Le lendemain, sans attendre qu’on vînt le chercher, Blaise alla au château et demanda encore de quoi faire un cerf-volant. Les domestiques, au lieu de le maltraiter comme ils l’avaient fait la veille, le reçurent avec amitié, en reconnaissance de sa discrétion. Pendant qu’on rassemblait les objets nécessaires, le valet de chambre qui la veille avait promis tant de choses à Blaise lui demanda s’il avait déjeuné.

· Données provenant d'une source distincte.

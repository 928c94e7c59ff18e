use super::{AppState, malformed};
use crate::api::{
    AddCheckpointsRequest, AddHeatsRequest, AddSplitsRequest, ApiResponse, CreateEventRequest,
    CreateRunnersRequest, EventQuery, RemoveCheckpointsRequest, RemoveHeatsRequest, RunnersQuery,
    StartHeatRequest,
};
use crate::core::Event;
use crate::tracker::{
    AddSplitsOutcome, BatchOutcome, CheckpointEntry, CreateRunnersOutcome, DeleteAllOutcome,
    GetRunnersOutcome, HeatEntry, StoreContents,
};
use axum::Json;
use axum::extract::rejection::{JsonRejection, QueryRejection};
use axum::extract::{Query, State};
use serde::Serialize;

#[derive(Serialize)]
pub struct HealthResponse {
    status: &'static str,
}

pub async fn health() -> Json<HealthResponse> {
    Json(HealthResponse { status: "ok" })
}

pub async fn create_event(
    State(state): State<AppState>,
    payload: Result<Json<CreateEventRequest>, JsonRejection>,
) -> ApiResponse<Event> {
    let Json(request) = match payload {
        Ok(payload) => payload,
        Err(rejection) => return malformed(rejection),
    };
    ApiResponse::from_result(
        state
            .tracker
            .create_event(
                request.name.as_ref(),
                request.unit_of_measure.as_ref(),
                request.total_distance.as_ref(),
            )
            .await,
    )
}

pub async fn get_event(
    State(state): State<AppState>,
    query: Result<Query<EventQuery>, QueryRejection>,
) -> ApiResponse<Event> {
    let Query(query) = match query {
        Ok(query) => query,
        Err(rejection) => return malformed(rejection),
    };
    ApiResponse::from_result(state.tracker.get_event(&query.event_id).await)
}

pub async fn create_runners(
    State(state): State<AppState>,
    payload: Result<Json<CreateRunnersRequest>, JsonRejection>,
) -> ApiResponse<CreateRunnersOutcome> {
    let Json(request) = match payload {
        Ok(payload) => payload,
        Err(rejection) => return malformed(rejection),
    };
    ApiResponse::from_batch(
        state
            .tracker
            .create_runners(&request.event_id, request.runners)
            .await,
    )
}

pub async fn get_runners(
    State(state): State<AppState>,
    query: Result<Query<RunnersQuery>, QueryRejection>,
) -> ApiResponse<GetRunnersOutcome> {
    let Query(query) = match query {
        Ok(query) => query,
        Err(rejection) => return malformed(rejection),
    };
    ApiResponse::from_batch(
        state
            .tracker
            .get_runners(&query.event_id, query.runner_ids())
            .await,
    )
}

pub async fn add_heats(
    State(state): State<AppState>,
    payload: Result<Json<AddHeatsRequest>, JsonRejection>,
) -> ApiResponse<BatchOutcome<HeatEntry>> {
    let Json(request) = match payload {
        Ok(payload) => payload,
        Err(rejection) => return malformed(rejection),
    };
    ApiResponse::from_batch(state.tracker.add_heats(&request.event_id, request.heats).await)
}

pub async fn remove_heats(
    State(state): State<AppState>,
    payload: Result<Json<RemoveHeatsRequest>, JsonRejection>,
) -> ApiResponse<BatchOutcome<String>> {
    let Json(request) = match payload {
        Ok(payload) => payload,
        Err(rejection) => return malformed(rejection),
    };
    ApiResponse::from_batch(
        state
            .tracker
            .remove_heats(&request.event_id, request.heat_ids)
            .await,
    )
}

pub async fn start_heat(
    State(state): State<AppState>,
    payload: Result<Json<StartHeatRequest>, JsonRejection>,
) -> ApiResponse<Event> {
    let Json(request) = match payload {
        Ok(payload) => payload,
        Err(rejection) => return malformed(rejection),
    };
    ApiResponse::from_result(
        state
            .tracker
            .start_heat(
                &request.event_id,
                request.heat_id.as_ref(),
                request.start_time.as_ref(),
            )
            .await,
    )
}

pub async fn add_checkpoints(
    State(state): State<AppState>,
    payload: Result<Json<AddCheckpointsRequest>, JsonRejection>,
) -> ApiResponse<BatchOutcome<CheckpointEntry>> {
    let Json(request) = match payload {
        Ok(payload) => payload,
        Err(rejection) => return malformed(rejection),
    };
    ApiResponse::from_batch(
        state
            .tracker
            .add_checkpoints(&request.event_id, request.checkpoints)
            .await,
    )
}

pub async fn remove_checkpoints(
    State(state): State<AppState>,
    payload: Result<Json<RemoveCheckpointsRequest>, JsonRejection>,
) -> ApiResponse<BatchOutcome<String>> {
    let Json(request) = match payload {
        Ok(payload) => payload,
        Err(rejection) => return malformed(rejection),
    };
    ApiResponse::from_batch(
        state
            .tracker
            .remove_checkpoints(&request.event_id, request.checkpoint_ids)
            .await,
    )
}

pub async fn add_splits(
    State(state): State<AppState>,
    payload: Result<Json<AddSplitsRequest>, JsonRejection>,
) -> ApiResponse<AddSplitsOutcome> {
    let Json(request) = match payload {
        Ok(payload) => payload,
        Err(rejection) => return malformed(rejection),
    };
    ApiResponse::from_batch(state.tracker.add_splits(&request.event_id, request.runners).await)
}

pub async fn get_all(State(state): State<AppState>) -> ApiResponse<StoreContents> {
    ApiResponse::from_result(state.tracker.get_all().await)
}

pub async fn delete_all(State(state): State<AppState>) -> ApiResponse<DeleteAllOutcome> {
    ApiResponse::from_result(state.tracker.delete_all().await)
}
pub mod error;
pub mod types;

pub use error::{ErrorKind, RaceError, Result};
pub use types::{
    Checkpoint, Event, Heat, Runner, RunnerRef, UnitOfMeasure, Version, new_id,
};
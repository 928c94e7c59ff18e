pub mod document;
pub mod engine;
pub mod memory;
pub mod persistence;

pub use document::{Document, DocumentKind, StoredDocument};
pub use engine::{DocumentStore, Mutation, Predicate, StoreError, StoreResult, TypedStoreExt};
pub use memory::InMemoryDocumentStore;
pub use persistence::{SnapshotManager, StoreSnapshot};
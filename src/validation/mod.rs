//! Field validators
//!
//! Pure predicates over untyped JSON input. They never touch the store and
//! never panic; every failure is a [`FieldError`] naming the offending field.

pub mod shapes;

use serde_json::Value;
use thiserror::Error;
use uuid::Uuid;

pub use shapes::{
    CheckpointDraft, HeatDraft, RunnerDraft, SplitDraft, SplitSubmission,
    validate_checkpoint_shape, validate_heat_shape, validate_runner_shape, validate_split_shape,
    validate_split_submission,
};

/// Characters with special meaning to the document store's query language.
pub const QUERY_METACHARACTERS: [char; 1] = ['$'];

/// Sentinel returned by [`validate_enum`] for unrecognized values.
pub const UNSET: &str = "";

#[derive(Error, Debug, Clone, PartialEq, Eq)]
pub enum FieldError {
    #[error("expected an object")]
    NotObject,

    #[error("'{0}' is required")]
    Missing(&'static str),

    #[error("'{0}' must be text")]
    NotText(&'static str),

    #[error("'{0}' must not be empty")]
    Empty(&'static str),

    #[error("'{field}' must not contain '{character}'")]
    ForbiddenCharacter { field: &'static str, character: char },

    #[error("'{0}' must be a number")]
    NotNumber(&'static str),

    #[error("'{0}' must be a finite number")]
    NotFinite(&'static str),

    #[error("'{0}' is not a valid identifier")]
    InvalidIdentifier(&'static str),

    #[error("'{0}' must be a list")]
    NotList(&'static str),
}

impl FieldError {
    /// The field the error is about, if any.
    pub fn field(&self) -> Option<&'static str> {
        match self {
            Self::NotObject => None,
            Self::Missing(field)
            | Self::NotText(field)
            | Self::Empty(field)
            | Self::NotNumber(field)
            | Self::NotFinite(field)
            | Self::InvalidIdentifier(field)
            | Self::NotList(field) => Some(field),
            Self::ForbiddenCharacter { field, .. } => Some(field),
        }
    }
}

/// Non-empty text free of query metacharacters.
pub fn validate_text<'v>(field: &'static str, value: Option<&'v Value>) -> Result<&'v str, FieldError> {
    let text = match value {
        None | Some(Value::Null) => return Err(FieldError::Missing(field)),
        Some(Value::String(text)) => text.as_str(),
        Some(_) => return Err(FieldError::NotText(field)),
    };
    if text.is_empty() {
        return Err(FieldError::Empty(field));
    }
    if let Some(character) = text.chars().find(|c| QUERY_METACHARACTERS.contains(c)) {
        return Err(FieldError::ForbiddenCharacter { field, character });
    }
    Ok(text)
}

/// Any JSON number. Negative and zero values pass.
pub fn validate_number(field: &'static str, value: Option<&Value>) -> Result<f64, FieldError> {
    match value {
        None | Some(Value::Null) => Err(FieldError::Missing(field)),
        Some(Value::Number(number)) => number
            .as_f64()
            .filter(|n| !n.is_nan())
            .ok_or(FieldError::NotNumber(field)),
        Some(_) => Err(FieldError::NotNumber(field)),
    }
}

pub fn validate_split_time(value: Option<&Value>) -> Result<f64, FieldError> {
    let time = validate_number("splitTime", value)?;
    if time.is_finite() {
        Ok(time)
    } else {
        Err(FieldError::NotFinite("splitTime"))
    }
}

/// Returns the matching member of `allowed`, or [`UNSET`]. Never an error.
pub fn validate_enum<'a>(value: Option<&Value>, allowed: &[&'a str]) -> &'a str {
    value
        .and_then(Value::as_str)
        .and_then(|text| allowed.iter().copied().find(|candidate| *candidate == text))
        .unwrap_or(UNSET)
}

/// Canonical (lowercase, hyphenated) form of a UUID, or `None`.
pub fn parse_id(text: &str) -> Option<String> {
    Uuid::parse_str(text).ok().map(|id| id.to_string())
}

pub fn validate_id(field: &'static str, value: Option<&Value>) -> Result<String, FieldError> {
    let text = match value {
        None | Some(Value::Null) => return Err(FieldError::Missing(field)),
        Some(Value::String(text)) => text,
        Some(_) => return Err(FieldError::NotText(field)),
    };
    parse_id(text).ok_or(FieldError::InvalidIdentifier(field))
}

/// Numbers and numeric text become finite distances; anything else is `None`.
pub fn coerce_distance(value: Option<&Value>) -> Option<f64> {
    let distance = match value? {
        Value::Number(number) => number.as_f64()?,
        Value::String(text) => text.trim().parse::<f64>().ok()?,
        _ => return None,
    };
    distance.is_finite().then_some(distance)
}
use super::{PartitionRules, RejectReason};
use crate::core::{Event, Runner};
use crate::validation::{
    CheckpointDraft, FieldError, HeatDraft, RunnerDraft, SplitDraft, SplitSubmission,
    validate_checkpoint_shape, validate_heat_shape, validate_id, validate_runner_shape,
    validate_split_shape, validate_split_submission,
};
use serde_json::Value;
use std::collections::HashSet;

fn detail(err: FieldError) -> String {
    err.to_string()
}

// ============================================================================
// Heats
// ============================================================================

pub struct NewHeatRules<'a> {
    existing_names: HashSet<&'a str>,
}

impl<'a> NewHeatRules<'a> {
    pub fn new(event: &'a Event) -> Self {
        Self {
            existing_names: event.heat_names(),
        }
    }
}

impl PartitionRules for NewHeatRules<'_> {
    type Candidate = HeatDraft;
    type Key = String;

    fn check_structure(&self, item: &Value) -> Result<HeatDraft, RejectReason> {
        validate_heat_shape(item).map_err(|err| RejectReason::InvalidHeat {
            detail: detail(err),
        })
    }

    fn batch_key(&self, candidate: &HeatDraft) -> String {
        candidate.name.clone()
    }

    fn duplicate_reason(&self) -> RejectReason {
        RejectReason::DuplicateHeatName
    }

    fn check_existing(&self, candidate: &HeatDraft) -> Result<(), RejectReason> {
        if self.existing_names.contains(candidate.name.as_str()) {
            return Err(RejectReason::HeatExists);
        }
        Ok(())
    }
}

/// Removal targets: must exist and have no runner assigned.
pub struct HeatRemovalRules<'a> {
    event: &'a Event,
    in_use: HashSet<String>,
}

impl<'a> HeatRemovalRules<'a> {
    /// `in_use` holds the heat ids referenced by the event's runner documents.
    pub fn new(event: &'a Event, in_use: HashSet<String>) -> Self {
        Self { event, in_use }
    }
}

impl PartitionRules for HeatRemovalRules<'_> {
    type Candidate = String;
    type Key = String;

    fn check_structure(&self, item: &Value) -> Result<String, RejectReason> {
        validate_id("heatID", Some(item)).map_err(|err| RejectReason::InvalidHeatId {
            detail: detail(err),
        })
    }

    fn batch_key(&self, candidate: &String) -> String {
        candidate.clone()
    }

    fn duplicate_reason(&self) -> RejectReason {
        RejectReason::DuplicateHeatId
    }

    fn check_existing(&self, candidate: &String) -> Result<(), RejectReason> {
        if !self.event.heats.contains_key(candidate) {
            return Err(RejectReason::HeatNotFound);
        }
        Ok(())
    }

    fn check_references(&self, candidate: String) -> Result<String, RejectReason> {
        if self.in_use.contains(&candidate) {
            return Err(RejectReason::HeatInUse);
        }
        Ok(candidate)
    }
}

// ============================================================================
// Checkpoints
// ============================================================================

pub struct NewCheckpointRules<'a> {
    existing_names: HashSet<&'a str>,
}

impl<'a> NewCheckpointRules<'a> {
    pub fn new(event: &'a Event) -> Self {
        Self {
            existing_names: event.checkpoint_names(),
        }
    }
}

impl PartitionRules for NewCheckpointRules<'_> {
    type Candidate = CheckpointDraft;
    type Key = String;

    fn check_structure(&self, item: &Value) -> Result<CheckpointDraft, RejectReason> {
        validate_checkpoint_shape(item).map_err(|err| RejectReason::InvalidCheckpoint {
            detail: detail(err),
        })
    }

    fn batch_key(&self, candidate: &CheckpointDraft) -> String {
        candidate.name.clone()
    }

    fn duplicate_reason(&self) -> RejectReason {
        RejectReason::DuplicateCheckpointName
    }

    fn check_existing(&self, candidate: &CheckpointDraft) -> Result<(), RejectReason> {
        if self.existing_names.contains(candidate.name.as_str()) {
            return Err(RejectReason::CheckpointExists);
        }
        Ok(())
    }
}

pub struct CheckpointRemovalRules<'a> {
    event: &'a Event,
}

impl<'a> CheckpointRemovalRules<'a> {
    pub fn new(event: &'a Event) -> Self {
        Self { event }
    }
}

impl PartitionRules for CheckpointRemovalRules<'_> {
    type Candidate = String;
    type Key = String;

    fn check_structure(&self, item: &Value) -> Result<String, RejectReason> {
        validate_id("checkpointID", Some(item)).map_err(|err| RejectReason::InvalidCheckpointId {
            detail: detail(err),
        })
    }

    fn batch_key(&self, candidate: &String) -> String {
        candidate.clone()
    }

    fn duplicate_reason(&self) -> RejectReason {
        RejectReason::DuplicateCheckpointId
    }

    fn check_existing(&self, candidate: &String) -> Result<(), RejectReason> {
        if !self.event.checkpoints.contains_key(candidate) {
            return Err(RejectReason::CheckpointNotFound);
        }
        Ok(())
    }
}

// ============================================================================
// Runners
// ============================================================================

/// New runners: bib unique across batch and event, heat must exist.
///
/// The accepted draft's `heat` is rewritten to the heat id.
pub struct NewRunnerRules<'a> {
    event: &'a Event,
    taken_bibs: HashSet<&'a str>,
}

impl<'a> NewRunnerRules<'a> {
    pub fn new(event: &'a Event) -> Self {
        Self {
            event,
            taken_bibs: event.bibs(),
        }
    }
}

impl PartitionRules for NewRunnerRules<'_> {
    type Candidate = RunnerDraft;
    type Key = String;

    fn check_structure(&self, item: &Value) -> Result<RunnerDraft, RejectReason> {
        validate_runner_shape(item).map_err(|err| RejectReason::InvalidRunner {
            detail: detail(err),
        })
    }

    fn batch_key(&self, candidate: &RunnerDraft) -> String {
        candidate.bib.clone()
    }

    fn duplicate_reason(&self) -> RejectReason {
        RejectReason::DuplicateBib
    }

    fn check_existing(&self, candidate: &RunnerDraft) -> Result<(), RejectReason> {
        if self.taken_bibs.contains(candidate.bib.as_str()) {
            return Err(RejectReason::BibTaken);
        }
        Ok(())
    }

    fn check_references(&self, mut candidate: RunnerDraft) -> Result<RunnerDraft, RejectReason> {
        let heat_id = self
            .event
            .resolve_heat(&candidate.heat)
            .ok_or(RejectReason::HeatNotFound)?;
        candidate.heat = heat_id.to_string();
        Ok(candidate)
    }
}

/// Runner ids to look up. Existence is decided by the fetch, not here.
#[derive(Debug, Default)]
pub struct RunnerLookupRules;

impl PartitionRules for RunnerLookupRules {
    type Candidate = String;
    type Key = String;

    fn check_structure(&self, item: &Value) -> Result<String, RejectReason> {
        validate_id("runnerID", Some(item)).map_err(|err| RejectReason::InvalidRunnerId {
            detail: detail(err),
        })
    }

    fn batch_key(&self, candidate: &String) -> String {
        candidate.clone()
    }

    fn duplicate_reason(&self) -> RejectReason {
        RejectReason::DuplicateRunnerId
    }
}

// ============================================================================
// Splits
// ============================================================================

/// Runner-level pass of addSplits.
pub struct SplitSubmissionRules<'a> {
    event: &'a Event,
}

impl<'a> SplitSubmissionRules<'a> {
    pub fn new(event: &'a Event) -> Self {
        Self { event }
    }
}

impl PartitionRules for SplitSubmissionRules<'_> {
    type Candidate = SplitSubmission;
    type Key = String;

    fn check_structure(&self, item: &Value) -> Result<SplitSubmission, RejectReason> {
        validate_split_submission(item).map_err(|err| match err.field() {
            Some("id") => RejectReason::InvalidRunnerId {
                detail: detail(err),
            },
            _ => RejectReason::InvalidRunner {
                detail: detail(err),
            },
        })
    }

    fn batch_key(&self, candidate: &SplitSubmission) -> String {
        candidate.runner_id.clone()
    }

    fn duplicate_reason(&self) -> RejectReason {
        RejectReason::DuplicateRunnerId
    }

    fn check_existing(&self, candidate: &SplitSubmission) -> Result<(), RejectReason> {
        if !self.event.has_runner(&candidate.runner_id) {
            return Err(RejectReason::RunnerNotInEvent);
        }
        Ok(())
    }

    fn check_references(&self, candidate: SplitSubmission) -> Result<SplitSubmission, RejectReason> {
        if let Some(heat) = &candidate.heat {
            if self.event.resolve_heat(heat).is_none() {
                return Err(RejectReason::HeatNotFound);
            }
        }
        Ok(candidate)
    }
}

/// Split-level pass of addSplits, against one freshly fetched runner.
pub struct SplitEntryRules<'a> {
    event: &'a Event,
    runner: &'a Runner,
}

impl<'a> SplitEntryRules<'a> {
    pub fn new(event: &'a Event, runner: &'a Runner) -> Self {
        Self { event, runner }
    }
}

impl PartitionRules for SplitEntryRules<'_> {
    type Candidate = SplitDraft;
    type Key = String;

    fn check_structure(&self, item: &Value) -> Result<SplitDraft, RejectReason> {
        validate_split_shape(item).map_err(|err| match err.field() {
            Some("splitTime") => RejectReason::InvalidSplitTime {
                detail: detail(err),
            },
            _ => RejectReason::InvalidCheckpointId {
                detail: detail(err),
            },
        })
    }

    fn batch_key(&self, candidate: &SplitDraft) -> String {
        candidate.checkpoint_id.clone()
    }

    fn duplicate_reason(&self) -> RejectReason {
        RejectReason::DuplicateSplit
    }

    fn check_existing(&self, candidate: &SplitDraft) -> Result<(), RejectReason> {
        if self.runner.has_split(&candidate.checkpoint_id) {
            return Err(RejectReason::SplitExists);
        }
        Ok(())
    }

    fn check_references(&self, candidate: SplitDraft) -> Result<SplitDraft, RejectReason> {
        if !self.event.checkpoints.contains_key(&candidate.checkpoint_id) {
            return Err(RejectReason::CheckpointNotFound);
        }
        Ok(candidate)
    }
}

« Oui, Monsieur, je vous remercie, dit Blaise poliment ; j’ai mangé avant de partir.

Le valet de chambre.

Qu’as-tu mangé ?

Blaise.

Du pain et des radis, Monsieur.

Le valet de chambre.

Pauvre déjeuner, mon garçon ; je vais t’en donner un meilleur : une bonne tasse de café au lait avec une tartine de pain et de beurre.

Blaise.

Je vous remercie bien, monsieur, je n’ai plus faim ; je n’en mangerai pas.

Le valet de chambre.

Bah ! Bah ! les bonnes choses se mangent sans faim.

Blaise.

Non, monsieur, en vérité, je n’y goûterai seulement pas.

Le valet de chambre.

Eh bien ! un verre de Frontignan avec un biscuit ?

Blaise.

Pas davantage, monsieur, en vous remerciant de votre obligeance.

— Tu l’avaleras, mon ami ; tiens, voici les biscuits, dit-il en plaçant devant Blaise une assiette de biscuits ; et voici le vin », ajouta-t-il en mettant à côté un verre de Frontignan.

Au moment où il posait la bouteille, il entendit le bruit d’une porte bien connu : c’était celle du comte ; en une seconde le valet de chambre et ses camarades disparurent, laissant Blaise seul, devant la bouteille de Frontignan et les biscuits.

Le comte entra pour envoyer chercher Blaise, que Jules demandait. Son étonnement fut grand en le voyant tout seul, les armoires ouvertes et le Frontignan et les biscuits devant lui.

« Je te prends donc sur le fait, dit le comte revenu de sa surprise. Saint Blaise enrôlé dans les voleurs ! Belle conduite, en vérité ! Tu ne manques pas de front ni de hardiesse, mon garçon. Venir jusqu’ici pour voler mon vin et mes biscuits en l’absence de mes gens ! c’est très-bien ! très-bien !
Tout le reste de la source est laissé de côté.